It is effective for psoriasis, particularly for palmar-plantar or scalp psoriasis, and also for PsA. The safety profile of apremilast is good with gastrointestinal symptoms being most common. Depression occurs in about 1% of patients, and it is recommended that patients receive appropriate discussion and counseling before apremilast is initiated to prevent worsening of depression or suicidality55.

Systemic therapy with biologic agents

Biologic drugs are indicated as the first of choice therapies in conjunction with systemic drugs for moderate-to-severe disease. British Association of Dermatologists (BAD) recommends using biologics instead of methotrexate and cyclosporine failure/intolerance/contraindications where psoriasis has another physical, psychological or work-related impact and (a) psoriasis is widespread or (b) psoriasis is severe and associated with poor function and/or high stress (e.g. cell disease) or affecting hard and difficult-to-patch areas such as the face, scalp, palms, feet, folds and genitals). BAD released some switching approaches in their 2017 guidelines: in stable condition, the target is 1 month between the last dose of the recent immunosuppressive regimen (excluding MTX) and the planned start date of the biologic.  In patients receiving MTX or other drugs for which a washout period may result in unstable disease, begin biologic therapy without a washout period. When it is no longer possible to stop preventive measures such as systemic immunosuppressant agent (e.g. if the disease flare is severe or dangerous), use appropriate therapy and discontinue treatment as soon as possible (e.g. when the response is minimal)60.  If there are comorbidities, biologics may be indicated as the first of choice treatment. Infliximab or adalimumab may be rational treatments for patients with plaque psoriasis and psoriatic arthritis.

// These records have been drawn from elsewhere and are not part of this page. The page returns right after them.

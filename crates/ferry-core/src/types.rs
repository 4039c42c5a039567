use chrono::{DateTime, Utc};
use serde::{Deserialize, Serialize};
use std::fmt;
use std::str::FromStr;
use tokio::sync::mpsc;
use uuid::Uuid;

/// Identifier of a single queued or active injection.
pub type InjectId = Uuid;

/// Trust levels, ordered from least to most privileged.
///
/// `Ord` follows privilege: `Untrusted < SemiTrusted < Trusted < Owner`.
#[derive(Debug, Clone, Copy, PartialEq, Eq, Hash, Serialize, Deserialize)]
#[serde(rename_all = "kebab-case")]
pub enum TrustLevel {
    Owner,
    Trusted,
    SemiTrusted,
    Untrusted,
}

impl TrustLevel {
    pub const ALL: [Self; 4] = [
        Self::Owner,
        Self::Trusted,
        Self::SemiTrusted,
        Self::Untrusted,
    ];

    /// Numeric rank where higher = more privileged.
    fn rank(self) -> u8 {
        match self {
            Self::Owner => 3,
            Self::Trusted => 2,
            Self::SemiTrusted => 1,
            Self::Untrusted => 0,
        }
    }

    pub fn as_str(self) -> &'static str {
        match self {
            Self::Owner => "owner",
            Self::Trusted => "trusted",
            Self::SemiTrusted => "semi-trusted",
            Self::Untrusted => "untrusted",
        }
    }
}

impl PartialOrd for TrustLevel {
    fn partial_cmp(&self, other: &Self) -> Option<std::cmp::Ordering> {
        Some(self.cmp(other))
    }
}

impl Ord for TrustLevel {
    fn cmp(&self, other: &Self) -> std::cmp::Ordering {
        self.rank().cmp(&other.rank())
    }
}

impl fmt::Display for TrustLevel {
    fn fmt(&self, f: &mut fmt::Formatter<'_>) -> fmt::Result {
        f.write_str(self.as_str())
    }
}

impl FromStr for TrustLevel {
    type Err = anyhow::Error;

    fn from_str(s: &str) -> Result<Self, Self::Err> {
        match s.trim().to_ascii_lowercase().as_str() {
            "owner" => Ok(Self::Owner),
            "trusted" => Ok(Self::Trusted),
            "semi-trusted" | "semi_trusted" | "semitrusted" => Ok(Self::SemiTrusted),
            "untrusted" => Ok(Self::Untrusted),
            other => anyhow::bail!("unknown trust level: {other}"),
        }
    }
}

/// Where an injection request originates.
#[derive(Debug, Clone, Copy, PartialEq, Eq, Hash, Serialize, Deserialize)]
#[serde(rename_all = "kebab-case")]
pub enum SourceType {
    Cli,
    Daemon,
    Plugin,
    Cron,
    Api,
    P2p,
    P2pDiscovery,
    Gateway,
}

impl SourceType {
    pub fn as_str(self) -> &'static str {
        match self {
            Self::Cli => "cli",
            Self::Daemon => "daemon",
            Self::Plugin => "plugin",
            Self::Cron => "cron",
            Self::Api => "api",
            Self::P2p => "p2p",
            Self::P2pDiscovery => "p2p-discovery",
            Self::Gateway => "gateway",
        }
    }
}

impl fmt::Display for SourceType {
    fn fmt(&self, f: &mut fmt::Formatter<'_>) -> fmt::Result {
        f.write_str(self.as_str())
    }
}

impl FromStr for SourceType {
    type Err = anyhow::Error;

    fn from_str(s: &str) -> Result<Self, Self::Err> {
        match s.trim().to_ascii_lowercase().as_str() {
            "cli" => Ok(Self::Cli),
            "daemon" => Ok(Self::Daemon),
            "plugin" => Ok(Self::Plugin),
            "cron" => Ok(Self::Cron),
            "api" => Ok(Self::Api),
            "p2p" => Ok(Self::P2p),
            "p2p-discovery" | "p2p_discovery" => Ok(Self::P2pDiscovery),
            "gateway" => Ok(Self::Gateway),
            other => anyhow::bail!("unknown source type: {other}"),
        }
    }
}

/// Who a source claims to be, when it is known.
#[derive(Debug, Clone, PartialEq, Eq, Hash, Serialize, Deserialize)]
#[serde(tag = "kind", content = "value", rename_all = "kebab-case")]
pub enum SourceIdentity {
    User(String),
    PublicKey(String),
    Plugin(String),
    CronJob(String),
    GatewaySession(String),
}

impl SourceIdentity {
    pub fn value(&self) -> &str {
        match self {
            Self::User(v)
            | Self::PublicKey(v)
            | Self::Plugin(v)
            | Self::CronJob(v)
            | Self::GatewaySession(v) => v,
        }
    }
}

/// Provenance attached to a message that reached its session through a gateway.
#[derive(Debug, Clone, PartialEq, Eq, Serialize, Deserialize)]
pub struct Forwarded {
    pub gateway_session: String,
    pub request_id: Uuid,
    pub original: InjectionSource,
}

/// The party asking to inject a message. Lives only for one request.
#[derive(Debug, Clone, PartialEq, Eq, Serialize, Deserialize)]
pub struct InjectionSource {
    #[serde(rename = "type")]
    pub source_type: SourceType,
    pub trust_level: TrustLevel,
    #[serde(default, skip_serializing_if = "Option::is_none")]
    pub identity: Option<SourceIdentity>,
    #[serde(default, skip_serializing_if = "Option::is_none")]
    pub forwarded: Option<Box<Forwarded>>,
}

impl InjectionSource {
    /// A source with the default trust level for its type.
    pub fn new(source_type: SourceType) -> Self {
        Self {
            source_type,
            trust_level: crate::trust::default_trust_for_source(source_type),
            identity: None,
            forwarded: None,
        }
    }

    #[must_use]
    pub fn with_trust(mut self, trust_level: TrustLevel) -> Self {
        self.trust_level = trust_level;
        self
    }

    #[must_use]
    pub fn with_identity(mut self, identity: SourceIdentity) -> Self {
        self.identity = Some(identity);
        self
    }

    pub fn cli(user: Option<&str>) -> Self {
        let source = Self::new(SourceType::Cli);
        match user {
            Some(user) => source.with_identity(SourceIdentity::User(user.to_owned())),
            None => source,
        }
    }

    pub fn daemon() -> Self {
        Self::new(SourceType::Daemon)
    }

    pub fn plugin(plugin_id: &str) -> Self {
        Self::new(SourceType::Plugin)
            .with_identity(SourceIdentity::Plugin(plugin_id.to_owned()))
    }

    pub fn cron(job: &str) -> Self {
        Self::new(SourceType::Cron)
            .with_identity(SourceIdentity::CronJob(job.to_owned()))
    }

    pub fn api(user_id: Option<&str>) -> Self {
        let source = Self::new(SourceType::Api);
        match user_id {
            Some(user) => source.with_identity(SourceIdentity::User(user.to_owned())),
            None => source,
        }
    }

    pub fn p2p(public_key: &str) -> Self {
        Self::new(SourceType::P2p)
            .with_identity(SourceIdentity::PublicKey(public_key.to_owned()))
    }

    pub fn p2p_discovery(public_key: &str) -> Self {
        Self::new(SourceType::P2pDiscovery)
            .with_identity(SourceIdentity::PublicKey(public_key.to_owned()))
    }

    pub fn gateway(gateway_session: &str) -> Self {
        Self::new(SourceType::Gateway)
            .with_identity(SourceIdentity::GatewaySession(gateway_session.to_owned()))
    }

    /// Short human label, e.g. `cron:nightly` or `p2p:3f9a01c2`.
    pub fn label(&self) -> String {
        match &self.identity {
            Some(SourceIdentity::PublicKey(key)) => {
                let short: String = key.chars().take(8).collect();
                format!("{}:{short}", self.source_type)
            }
            Some(identity) => format!("{}:{}", self.source_type, identity.value()),
            None => self.source_type.to_string(),
        }
    }
}

/// One part of a multimodal message.
#[derive(Debug, Clone, PartialEq, Eq, Serialize, Deserialize)]
#[serde(tag = "type", rename_all = "snake_case")]
pub enum ContentPart {
    Text { text: String },
    Image { media_type: String, data: String },
}

/// Message body of an injection: plain text or a list of parts.
#[derive(Debug, Clone, PartialEq, Eq, Serialize, Deserialize)]
#[serde(untagged)]
pub enum InjectMessage {
    Text(String),
    Parts(Vec<ContentPart>),
}

impl InjectMessage {
    /// Concatenated text content; images are skipped.
    pub fn text(&self) -> String {
        match self {
            Self::Text(text) => text.clone(),
            Self::Parts(parts) => parts
                .iter()
                .filter_map(|part| match part {
                    ContentPart::Text { text } => Some(text.as_str()),
                    ContentPart::Image { .. } => None,
                })
                .collect::<Vec<_>>()
                .join("\n"),
        }
    }

    /// Replace the text content, keeping any non-text parts in place after it.
    #[must_use]
    pub fn with_text(self, text: impl Into<String>) -> Self {
        match self {
            Self::Text(_) => Self::Text(text.into()),
            Self::Parts(parts) => {
                let mut replaced = vec![ContentPart::Text { text: text.into() }];
                replaced.extend(
                    parts
                        .into_iter()
                        .filter(|part| !matches!(part, ContentPart::Text { .. })),
                );
                Self::Parts(replaced)
            }
        }
    }
}

impl From<&str> for InjectMessage {
    fn from(value: &str) -> Self {
        Self::Text(value.to_owned())
    }
}

impl From<String> for InjectMessage {
    fn from(value: String) -> Self {
        Self::Text(value)
    }
}

/// Per-injection options.
#[derive(Debug, Clone)]
pub struct InjectOptions {
    /// Higher runs first; ties run in enqueue order.
    pub priority: i32,
    /// Suppress delivery of the response to the originating channel.
    pub silent: bool,
    /// Allow the live-inject fast path when the session is already streaming.
    pub allow_live_inject: bool,
    pub source: Option<InjectionSource>,
    pub channel: Option<String>,
    /// Receives response text chunks as the executor produces them.
    pub stream: Option<mpsc::Sender<String>>,
}

impl Default for InjectOptions {
    fn default() -> Self {
        Self {
            priority: 0,
            silent: false,
            allow_live_inject: true,
            source: None,
            channel: None,
            stream: None,
        }
    }
}

impl InjectOptions {
    #[must_use]
    pub fn with_priority(mut self, priority: i32) -> Self {
        self.priority = priority;
        self
    }

    #[must_use]
    pub fn with_source(mut self, source: InjectionSource) -> Self {
        self.source = Some(source);
        self
    }

    #[must_use]
    pub fn without_live_inject(mut self) -> Self {
        self.allow_live_inject = false;
        self
    }
}

/// What an executor returns for one injection.
#[derive(Debug, Clone, Default, PartialEq, Serialize, Deserialize)]
pub struct InjectResult {
    pub response: String,
    #[serde(default, skip_serializing_if = "Option::is_none")]
    pub session_id: Option<String>,
    #[serde(default, skip_serializing_if = "Option::is_none")]
    pub cost: Option<f64>,
    /// Set when the message went into an already-running turn instead of
    /// through the queue; `response` is empty in that case.
    #[serde(default)]
    pub live: bool,
}

impl InjectResult {
    pub fn text(response: impl Into<String>) -> Self {
        Self {
            response: response.into(),
            ..Self::default()
        }
    }

    pub fn live() -> Self {
        Self {
            live: true,
            ..Self::default()
        }
    }
}

/// Outcome of a permission check. Denials are values, not errors.
#[derive(Debug, Clone, PartialEq, Eq, Serialize, Deserialize)]
#[serde(tag = "decision", content = "reason", rename_all = "lowercase")]
pub enum Decision {
    Allowed,
    Denied(String),
}

impl Decision {
    pub fn deny(reason: impl Into<String>) -> Self {
        Self::Denied(reason.into())
    }

    pub fn is_allowed(&self) -> bool {
        matches!(self, Self::Allowed)
    }

    pub fn reason(&self) -> Option<&str> {
        match self {
            Self::Allowed => None,
            Self::Denied(reason) => Some(reason),
        }
    }
}

/// Structured audit record for an allowed or denied injection.
///
/// An allowed entry that carries a `reason` was permitted but failed to run.
#[derive(Debug, Clone, PartialEq, Serialize, Deserialize)]
pub struct AuditEntry {
    pub timestamp: DateTime<Utc>,
    pub session: String,
    pub source: String,
    pub trust: TrustLevel,
    pub allowed: bool,
    #[serde(default, skip_serializing_if = "Option::is_none")]
    pub reason: Option<String>,
    #[serde(default, skip_serializing_if = "Option::is_none")]
    pub inject_id: Option<InjectId>,
}

#[allow(clippy::unwrap_used)]
#[cfg(test)]
mod tests {
    use super::*;

    #[test]
    fn trust_ordering_follows_privilege() {
        assert!(TrustLevel::Owner > TrustLevel::Trusted);
        assert!(TrustLevel::Trusted > TrustLevel::SemiTrusted);
        assert!(TrustLevel::SemiTrusted > TrustLevel::Untrusted);
        assert_eq!(
            std::cmp::min(TrustLevel::Owner, TrustLevel::Untrusted),
            TrustLevel::Untrusted
        );
    }

    #[test]
    fn trust_level_serde_uses_kebab_case() {
        let json = serde_json::to_string(&TrustLevel::SemiTrusted).unwrap();
        assert_eq!(json, "\"semi-trusted\"");
        let parsed: TrustLevel = serde_json::from_str("\"untrusted\"").unwrap();
        assert_eq!(parsed, TrustLevel::Untrusted);
    }

    #[test]
    fn trust_level_from_str_accepts_variants() {
        assert_eq!(
            "Semi_Trusted".parse::<TrustLevel>().unwrap(),
            TrustLevel::SemiTrusted
        );
        assert!("root".parse::<TrustLevel>().is_err());
    }

    #[test]
    fn source_constructors_use_default_trust() {
        assert_eq!(InjectionSource::cli(None).trust_level, TrustLevel::Owner);
        assert_eq!(
            InjectionSource::cron("nightly").trust_level,
            TrustLevel::Trusted
        );
        assert_eq!(
            InjectionSource::p2p("abcdef").trust_level,
            TrustLevel::Untrusted
        );
    }

    #[test]
    fn label_shortens_public_keys() {
        let source = InjectionSource::p2p("0123456789abcdef");
        assert_eq!(source.label(), "p2p:01234567");
        assert_eq!(InjectionSource::cron("nightly").label(), "cron:nightly");
        assert_eq!(InjectionSource::daemon().label(), "daemon");
    }

    #[test]
    fn with_text_keeps_images() {
        let message = InjectMessage::Parts(vec![
            ContentPart::Text { text: "old".into() },
            ContentPart::Image {
                media_type: "image/png".into(),
                data: "AAAA".into(),
            },
        ]);
        let replaced = message.with_text("new");
        assert_eq!(replaced.text(), "new");
        match replaced {
            InjectMessage::Parts(parts) => assert_eq!(parts.len(), 2),
            InjectMessage::Text(_) => panic!("expected parts"),
        }
    }

    #[test]
    fn message_deserializes_from_plain_string() {
        let message: InjectMessage = serde_json::from_str("\"hello\"").unwrap();
        assert_eq!(message, InjectMessage::Text("hello".into()));
    }

    #[test]
    fn decision_reason() {
        assert_eq!(Decision::Allowed.reason(), None);
        assert_eq!(Decision::deny("nope").reason(), Some("nope"));
        assert!(!Decision::deny("nope").is_allowed());
    }
}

Biologics are now available to treat psoriasis and/or PsA61.

Anti-Tumor Necrosis Factor-α agents (Anti-TNF- α agents):

One safety concern with TNF-alpha inhibitors is the increased risk for infection62. A second safety consideration is the peripheral and central demyelinating diseases development or exacerbation as well as autoimmune diseases such as multiple sclerosis and a lupus-like syndrome. A third safety concern is the probability to cause cancers63. A fourth safety concern is the possibility of vasculitis, granulomatous reactions, skin infections, psoriasis-like swellings, and other adverse skin reactions to infusions or injections64. A fifth safety concern is the hematologic toxicity risk62. The sixth safety concern regarding congestive heart failure (CHF). Anti-TNF-α agents are avoided in patients with HF stage C & D56 and should be discontinued in patients with mild CHF due to the development of new respiratory symptoms of CHF65. Despite the above mentioned are safety concerns for adalimumab, certolizumab, etanercept, and infliximab, their safety issues are inconsistent. For instance, the risk of tuberculosis (TB) is with minimum for etanercept and with maximum for infliximab41. However, these agents are avoided in individuals with tuberculosis56.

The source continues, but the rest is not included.